#### ACTION ITEM:
Every line of the data that includes "only" should be copied out.

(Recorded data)
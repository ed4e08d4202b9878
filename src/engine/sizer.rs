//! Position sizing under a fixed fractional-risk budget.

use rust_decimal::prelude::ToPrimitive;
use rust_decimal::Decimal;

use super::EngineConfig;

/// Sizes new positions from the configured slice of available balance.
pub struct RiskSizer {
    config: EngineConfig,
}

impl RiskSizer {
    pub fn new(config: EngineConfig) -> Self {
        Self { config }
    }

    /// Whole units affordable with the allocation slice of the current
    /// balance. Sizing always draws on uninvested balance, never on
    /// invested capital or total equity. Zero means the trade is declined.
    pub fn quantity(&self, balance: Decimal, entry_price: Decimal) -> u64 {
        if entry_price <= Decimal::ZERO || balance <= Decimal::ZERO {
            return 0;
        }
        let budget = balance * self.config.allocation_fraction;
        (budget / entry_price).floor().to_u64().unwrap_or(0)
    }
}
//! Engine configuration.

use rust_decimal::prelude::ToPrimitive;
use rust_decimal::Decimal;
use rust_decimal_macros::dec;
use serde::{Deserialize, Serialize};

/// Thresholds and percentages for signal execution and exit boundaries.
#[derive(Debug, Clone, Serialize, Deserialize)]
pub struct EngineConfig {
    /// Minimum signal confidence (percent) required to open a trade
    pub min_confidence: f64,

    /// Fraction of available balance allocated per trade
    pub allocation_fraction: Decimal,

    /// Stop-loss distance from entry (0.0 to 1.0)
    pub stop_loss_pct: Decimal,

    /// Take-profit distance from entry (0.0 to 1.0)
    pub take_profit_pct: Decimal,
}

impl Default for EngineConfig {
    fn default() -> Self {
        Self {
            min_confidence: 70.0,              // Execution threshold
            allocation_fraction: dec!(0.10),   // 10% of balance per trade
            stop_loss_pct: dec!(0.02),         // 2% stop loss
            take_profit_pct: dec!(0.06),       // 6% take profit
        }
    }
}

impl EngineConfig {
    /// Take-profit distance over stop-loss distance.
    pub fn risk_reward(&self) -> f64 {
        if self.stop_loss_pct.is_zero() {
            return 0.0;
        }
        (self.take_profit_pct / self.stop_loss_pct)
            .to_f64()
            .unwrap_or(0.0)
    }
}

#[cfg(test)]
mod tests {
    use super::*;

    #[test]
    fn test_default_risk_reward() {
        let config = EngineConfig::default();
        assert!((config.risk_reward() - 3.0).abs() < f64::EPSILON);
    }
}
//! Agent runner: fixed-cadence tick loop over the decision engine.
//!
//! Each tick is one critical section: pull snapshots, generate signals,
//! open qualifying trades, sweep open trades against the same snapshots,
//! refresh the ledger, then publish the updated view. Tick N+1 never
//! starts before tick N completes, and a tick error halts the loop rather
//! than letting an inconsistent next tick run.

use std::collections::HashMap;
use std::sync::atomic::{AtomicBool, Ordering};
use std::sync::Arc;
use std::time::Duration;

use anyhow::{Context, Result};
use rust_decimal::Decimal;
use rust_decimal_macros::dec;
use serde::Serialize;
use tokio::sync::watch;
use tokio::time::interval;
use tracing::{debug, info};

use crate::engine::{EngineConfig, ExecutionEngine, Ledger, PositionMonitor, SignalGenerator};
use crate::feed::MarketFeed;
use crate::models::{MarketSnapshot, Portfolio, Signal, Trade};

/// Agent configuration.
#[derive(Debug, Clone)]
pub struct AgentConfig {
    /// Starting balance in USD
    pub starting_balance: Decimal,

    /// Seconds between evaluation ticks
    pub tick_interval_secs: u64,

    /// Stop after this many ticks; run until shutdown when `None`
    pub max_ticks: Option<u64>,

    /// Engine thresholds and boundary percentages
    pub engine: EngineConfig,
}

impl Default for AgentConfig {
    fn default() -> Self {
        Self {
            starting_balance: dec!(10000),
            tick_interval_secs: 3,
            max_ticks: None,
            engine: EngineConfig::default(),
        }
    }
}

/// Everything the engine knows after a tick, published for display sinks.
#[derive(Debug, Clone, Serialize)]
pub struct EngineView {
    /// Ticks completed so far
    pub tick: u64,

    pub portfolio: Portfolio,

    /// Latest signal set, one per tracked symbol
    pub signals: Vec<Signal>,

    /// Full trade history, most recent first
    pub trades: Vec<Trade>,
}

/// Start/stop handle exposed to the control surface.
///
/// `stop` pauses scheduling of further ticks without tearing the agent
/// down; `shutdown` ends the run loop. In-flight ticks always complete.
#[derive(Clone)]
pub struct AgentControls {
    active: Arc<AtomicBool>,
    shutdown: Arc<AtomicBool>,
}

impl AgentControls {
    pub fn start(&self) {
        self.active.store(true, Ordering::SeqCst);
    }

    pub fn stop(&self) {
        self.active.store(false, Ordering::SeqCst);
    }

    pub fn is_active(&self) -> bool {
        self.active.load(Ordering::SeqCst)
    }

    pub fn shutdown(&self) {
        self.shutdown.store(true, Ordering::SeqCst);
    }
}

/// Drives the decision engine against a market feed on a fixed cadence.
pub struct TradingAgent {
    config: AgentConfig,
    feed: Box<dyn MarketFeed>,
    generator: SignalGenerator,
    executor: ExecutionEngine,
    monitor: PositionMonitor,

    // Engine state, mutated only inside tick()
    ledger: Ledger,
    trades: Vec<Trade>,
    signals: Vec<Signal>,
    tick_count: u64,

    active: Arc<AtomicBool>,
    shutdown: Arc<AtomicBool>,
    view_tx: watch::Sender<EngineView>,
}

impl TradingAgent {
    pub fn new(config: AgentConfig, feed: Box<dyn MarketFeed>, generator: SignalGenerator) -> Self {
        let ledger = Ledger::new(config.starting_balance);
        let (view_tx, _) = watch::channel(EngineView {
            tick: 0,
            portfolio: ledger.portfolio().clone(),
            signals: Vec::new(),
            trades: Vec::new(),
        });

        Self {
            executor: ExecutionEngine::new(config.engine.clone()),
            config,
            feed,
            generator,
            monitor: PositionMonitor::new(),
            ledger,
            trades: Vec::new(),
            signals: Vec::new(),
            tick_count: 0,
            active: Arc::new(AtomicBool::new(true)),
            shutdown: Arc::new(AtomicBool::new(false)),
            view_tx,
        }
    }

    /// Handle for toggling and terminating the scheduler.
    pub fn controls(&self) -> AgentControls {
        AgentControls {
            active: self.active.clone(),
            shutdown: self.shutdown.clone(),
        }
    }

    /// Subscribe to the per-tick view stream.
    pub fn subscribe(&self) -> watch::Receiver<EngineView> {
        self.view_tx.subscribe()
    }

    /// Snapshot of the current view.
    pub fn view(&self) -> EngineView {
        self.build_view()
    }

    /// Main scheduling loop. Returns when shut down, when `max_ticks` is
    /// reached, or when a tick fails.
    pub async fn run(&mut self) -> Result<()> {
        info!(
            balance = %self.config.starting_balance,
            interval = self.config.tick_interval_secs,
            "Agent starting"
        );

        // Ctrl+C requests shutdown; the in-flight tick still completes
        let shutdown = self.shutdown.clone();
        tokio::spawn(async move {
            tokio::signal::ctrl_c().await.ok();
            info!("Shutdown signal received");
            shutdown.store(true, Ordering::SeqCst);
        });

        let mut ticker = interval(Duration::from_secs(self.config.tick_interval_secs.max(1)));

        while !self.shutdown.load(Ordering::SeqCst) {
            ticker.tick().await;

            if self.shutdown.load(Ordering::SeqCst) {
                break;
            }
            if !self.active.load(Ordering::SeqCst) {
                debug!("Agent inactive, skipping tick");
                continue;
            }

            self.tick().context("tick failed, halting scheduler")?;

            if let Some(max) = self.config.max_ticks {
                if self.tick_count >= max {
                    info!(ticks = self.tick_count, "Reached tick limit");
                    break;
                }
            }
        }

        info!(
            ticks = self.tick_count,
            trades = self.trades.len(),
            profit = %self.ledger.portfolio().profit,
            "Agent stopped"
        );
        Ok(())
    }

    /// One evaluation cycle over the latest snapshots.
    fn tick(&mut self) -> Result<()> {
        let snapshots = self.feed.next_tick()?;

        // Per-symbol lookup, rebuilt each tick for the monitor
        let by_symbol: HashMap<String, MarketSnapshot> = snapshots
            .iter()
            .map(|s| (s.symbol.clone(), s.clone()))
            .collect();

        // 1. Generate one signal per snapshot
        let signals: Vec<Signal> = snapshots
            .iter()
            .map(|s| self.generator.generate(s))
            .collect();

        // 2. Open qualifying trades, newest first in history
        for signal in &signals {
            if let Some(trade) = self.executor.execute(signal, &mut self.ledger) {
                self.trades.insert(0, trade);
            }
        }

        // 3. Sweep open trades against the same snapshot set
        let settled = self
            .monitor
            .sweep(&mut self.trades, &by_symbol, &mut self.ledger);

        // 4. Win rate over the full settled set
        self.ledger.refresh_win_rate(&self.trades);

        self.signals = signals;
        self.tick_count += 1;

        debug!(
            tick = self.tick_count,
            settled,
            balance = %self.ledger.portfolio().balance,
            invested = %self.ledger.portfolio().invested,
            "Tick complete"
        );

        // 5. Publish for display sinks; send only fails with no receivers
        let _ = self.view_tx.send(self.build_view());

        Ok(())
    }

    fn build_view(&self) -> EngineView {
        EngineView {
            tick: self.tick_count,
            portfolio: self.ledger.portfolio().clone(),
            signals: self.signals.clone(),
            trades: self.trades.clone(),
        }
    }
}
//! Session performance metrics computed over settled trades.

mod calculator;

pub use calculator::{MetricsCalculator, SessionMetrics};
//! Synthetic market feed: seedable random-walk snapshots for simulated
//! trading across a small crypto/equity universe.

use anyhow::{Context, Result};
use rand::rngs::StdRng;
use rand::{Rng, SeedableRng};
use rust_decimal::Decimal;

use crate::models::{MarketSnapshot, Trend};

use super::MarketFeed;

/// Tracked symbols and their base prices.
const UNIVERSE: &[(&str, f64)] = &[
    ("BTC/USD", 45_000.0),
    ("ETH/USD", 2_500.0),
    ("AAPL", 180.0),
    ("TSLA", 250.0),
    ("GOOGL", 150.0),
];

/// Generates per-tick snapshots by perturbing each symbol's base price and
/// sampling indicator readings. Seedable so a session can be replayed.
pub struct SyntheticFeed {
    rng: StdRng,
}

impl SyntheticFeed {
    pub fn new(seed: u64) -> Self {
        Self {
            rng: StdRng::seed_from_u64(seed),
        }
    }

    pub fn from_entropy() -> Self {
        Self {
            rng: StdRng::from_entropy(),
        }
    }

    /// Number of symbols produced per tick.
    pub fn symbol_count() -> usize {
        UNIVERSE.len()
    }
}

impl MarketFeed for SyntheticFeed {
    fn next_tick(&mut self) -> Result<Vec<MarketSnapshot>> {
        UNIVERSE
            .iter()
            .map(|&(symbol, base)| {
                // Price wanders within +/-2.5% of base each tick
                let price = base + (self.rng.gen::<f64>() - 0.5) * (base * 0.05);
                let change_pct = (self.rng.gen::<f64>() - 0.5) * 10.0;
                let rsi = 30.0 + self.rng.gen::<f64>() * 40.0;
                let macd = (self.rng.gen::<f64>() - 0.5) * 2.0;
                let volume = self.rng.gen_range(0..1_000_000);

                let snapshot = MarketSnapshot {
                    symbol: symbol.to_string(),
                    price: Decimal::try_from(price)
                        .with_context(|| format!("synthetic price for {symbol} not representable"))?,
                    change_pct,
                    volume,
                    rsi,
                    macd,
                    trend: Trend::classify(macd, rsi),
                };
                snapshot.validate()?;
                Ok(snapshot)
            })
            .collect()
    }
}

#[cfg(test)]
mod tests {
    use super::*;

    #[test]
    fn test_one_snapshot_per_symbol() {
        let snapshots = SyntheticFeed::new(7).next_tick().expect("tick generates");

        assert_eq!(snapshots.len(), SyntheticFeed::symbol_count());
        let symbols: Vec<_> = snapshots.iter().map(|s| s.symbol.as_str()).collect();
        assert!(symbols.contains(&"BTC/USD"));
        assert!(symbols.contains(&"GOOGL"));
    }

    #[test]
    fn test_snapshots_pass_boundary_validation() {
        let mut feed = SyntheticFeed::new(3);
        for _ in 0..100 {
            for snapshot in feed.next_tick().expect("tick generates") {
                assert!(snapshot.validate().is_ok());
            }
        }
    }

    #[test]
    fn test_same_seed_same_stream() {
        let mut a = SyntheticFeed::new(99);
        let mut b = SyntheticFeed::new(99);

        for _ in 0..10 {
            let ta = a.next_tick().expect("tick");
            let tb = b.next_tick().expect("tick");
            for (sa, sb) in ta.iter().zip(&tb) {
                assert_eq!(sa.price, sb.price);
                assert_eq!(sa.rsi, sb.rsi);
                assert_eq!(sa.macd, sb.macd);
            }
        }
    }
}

#### TASK SOLUTION:
    // Engine state, mutated only inside tick()
        // 5. Publish for display sinks; send only fails with no receivers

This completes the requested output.